Posted Aug. 14, 2013, at 3:07 p.m.

BAR HARBOR, Maine — The Jackson Laboratory has received a $3.2 million federal grant to research how healthy bones develop and what goes wrong when osteoporosis and other bone disorders hit.

The research project is a joint effort between The Jackson Laboratory and scientists at the University of Connecticut. The new $3.2 million, five-year grant comes from the National Institute of Arthritis and Musculoskeletal and Skin Diseases, which is part of the National Institutes of Health.

The project is one of the first major collaborations between The Jackson Laboratory and UConn. The Jackson Laboratory in September 2011 announced plans to build a new, $1.1 billion lab at the UConn Health Center in Farmington, Conn.

That lab — The Jackson Laboratory for Genomic Medicine — is still under construction, but The Jackson Laboratory already has about 50 employees in Connecticut working in temporary space on the UConn Health Center campus, according to Joyce Peterson, a spokeswoman for the Bar Harbor-based laboratory. The lab is expected to open in the fall of 2014.

The new research project will contribute to an international effort to “knock out,” or delete, each gene in the mouse genome in order to systematically examine the function of that gene on the animal’s development and health, according to a news release. However, the Knockout Mouse Project, as it’s known, has not to this point included a comprehensive examination of the skeleton.

The research team will be led by Cheryl Ackert-Bicknell, Ph.D., a Jackson Laboratory bone genetics expert; David Rowe, M.D., professor of reconstructive sciences at the UConn Health Center School of Dentistry; and Dong-Guk Shin, Ph.D., professor of computer science at UConn’s bioinformatics division. Other employees of The Jackson Laboratory and UConn will be collaborators.
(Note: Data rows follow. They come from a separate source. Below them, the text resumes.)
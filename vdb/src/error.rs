// This Source Code Form is subject to the terms of the Mozilla Public
// License, v. 2.0. If a copy of the MPL was not distributed with this
// file, You can obtain one at https://mozilla.org/MPL/2.0/.

use crate::types::AssociationKind;
use sled::transaction::TransactionError;
use uuid::Uuid;

#[derive(thiserror::Error, Debug)]
pub enum Error {
    #[error("datastore error {0}")]
    DataStore(#[from] sled::Error),

    #[error("serialization error {0}")]
    Serialization(#[from] serde_json::Error),

    #[error("db key error {0}")]
    DbKey(String),

    #[error("db value error {0}")]
    DbValue(String),

    #[error("bgpvpn {id} could not be found")]
    BgpvpnNotFound { id: Uuid },

    #[error("{kind} association {id} could not be found for bgpvpn {bgpvpn_id}")]
    AssociationNotFound {
        kind: AssociationKind,
        id: Uuid,
        bgpvpn_id: Uuid,
    },

    #[error("{kind} {resource_id} is already associated to bgpvpn {bgpvpn_id}")]
    AssociationAlreadyExists {
        kind: AssociationKind,
        bgpvpn_id: Uuid,
        resource_id: String,
    },

    #[error("rbac grant for '{target_project}' on bgpvpn {object_id} could not be found")]
    RbacGrantNotFound {
        object_id: Uuid,
        target_project: String,
    },

    #[error("bgpvpn {object_id} is already shared with '{target_project}'")]
    RbacGrantAlreadyExists {
        object_id: Uuid,
        target_project: String,
    },

    #[error("validation error: {0}")]
    Validation(String),

    #[error("conflict: {0}")]
    Conflict(String),
}

impl Error {
    /// The referenced object does not exist or is not visible to the
    /// requester. Callers cannot tell these apart.
    pub fn is_not_found(&self) -> bool {
        matches!(
            self,
            Self::BgpvpnNotFound { .. }
                | Self::AssociationNotFound { .. }
                | Self::RbacGrantNotFound { .. }
        )
    }

    pub fn is_already_exists(&self) -> bool {
        matches!(
            self,
            Self::AssociationAlreadyExists { .. }
                | Self::RbacGrantAlreadyExists { .. }
        )
    }
}

impl From<TransactionError<Error>> for Error {
    fn from(value: TransactionError<Error>) -> Self {
        match value {
            TransactionError::Abort(e) => e,
            TransactionError::Storage(e) => Self::DataStore(e),
        }
    }
}
// This Source Code Form is subject to the terms of the Mozilla Public
// License, v. 2.0. If a copy of the MPL was not distributed with this
// file, You can obtain one at https://mozilla.org/MPL/2.0/.

// daemon
macro_rules! dlog {
    ($log:expr, $level:ident, $msg:expr, $($args:expr),*; $($key:expr => $value:expr),*) => {
        slog::$level!($log,
            $msg, $($args),*;
            "component" => crate::COMPONENT_VPND,
            "module" => crate::MOD_ADMIN,
            "unit" => crate::UNIT_DAEMON,
            $($key => $value),*
        )
    };
    ($log:expr, $level:ident, $msg:expr; $($key:expr => $value:expr),*) => {
        slog::$level!($log,
            $msg;
            "component" => crate::COMPONENT_VPND,
            "module" => crate::MOD_ADMIN,
            "unit" => crate::UNIT_DAEMON,
            $($key => $value),*
        )
    };
    ($log:expr, $level:ident, $msg:expr) => {
        slog::$level!($log,
            $msg;
            "component" => crate::COMPONENT_VPND,
            "module" => crate::MOD_ADMIN,
            "unit" => crate::UNIT_DAEMON
        )
    };
    ($log:expr, $level:ident, $msg:expr, $($args:expr),*) => {
        slog::$level!($log,
            $msg, $($args),*;
            "component" => crate::COMPONENT_VPND,
            "module" => crate::MOD_ADMIN,
            "unit" => crate::UNIT_DAEMON,
        )
    };
}

macro_rules! sig_log {
    ($log:expr, $level:ident, $msg:expr; $($key:expr => $value:expr),*) => {
        slog::$level!($log,
            $msg;
            "component" => crate::COMPONENT_VPND,
            "module" => crate::MOD_ADMIN,
            "unit" => crate::UNIT_SIG,
            $($key => $value),*
        )
    };
    ($log:expr, $level:ident, $msg:expr) => {
        slog::$level!($log,
            $msg;
            "component" => crate::COMPONENT_VPND,
            "module" => crate::MOD_ADMIN,
            "unit" => crate::UNIT_SIG
        )
    };
}

pub(crate) use {dlog, sig_log};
“Your skeleton changes constantly: every day your bones break down and build back up,” Ackert-Bicknell said in a statement. “What we’re trying to do in our study is to capture the ‘how and why’ this process becomes imbalanced, resulting in osteoporosis.”

Osteoporosis affects half of all Americans older than 50, regardless of gender, according to Ackert-Bicknell. She said family history, or genetics, is the best predictor of who’s going to develop osteoporosis.

The Jackson Laboratory also has a facility in Sacramento, Calif. It employs roughly 1,500 at its three locations.

“For the record, the Bar Harbor campus is also growing,” Peterson wrote in an email. “As of today there are 21 open positions, not including those for research faculty, posted on the careers page of our website.”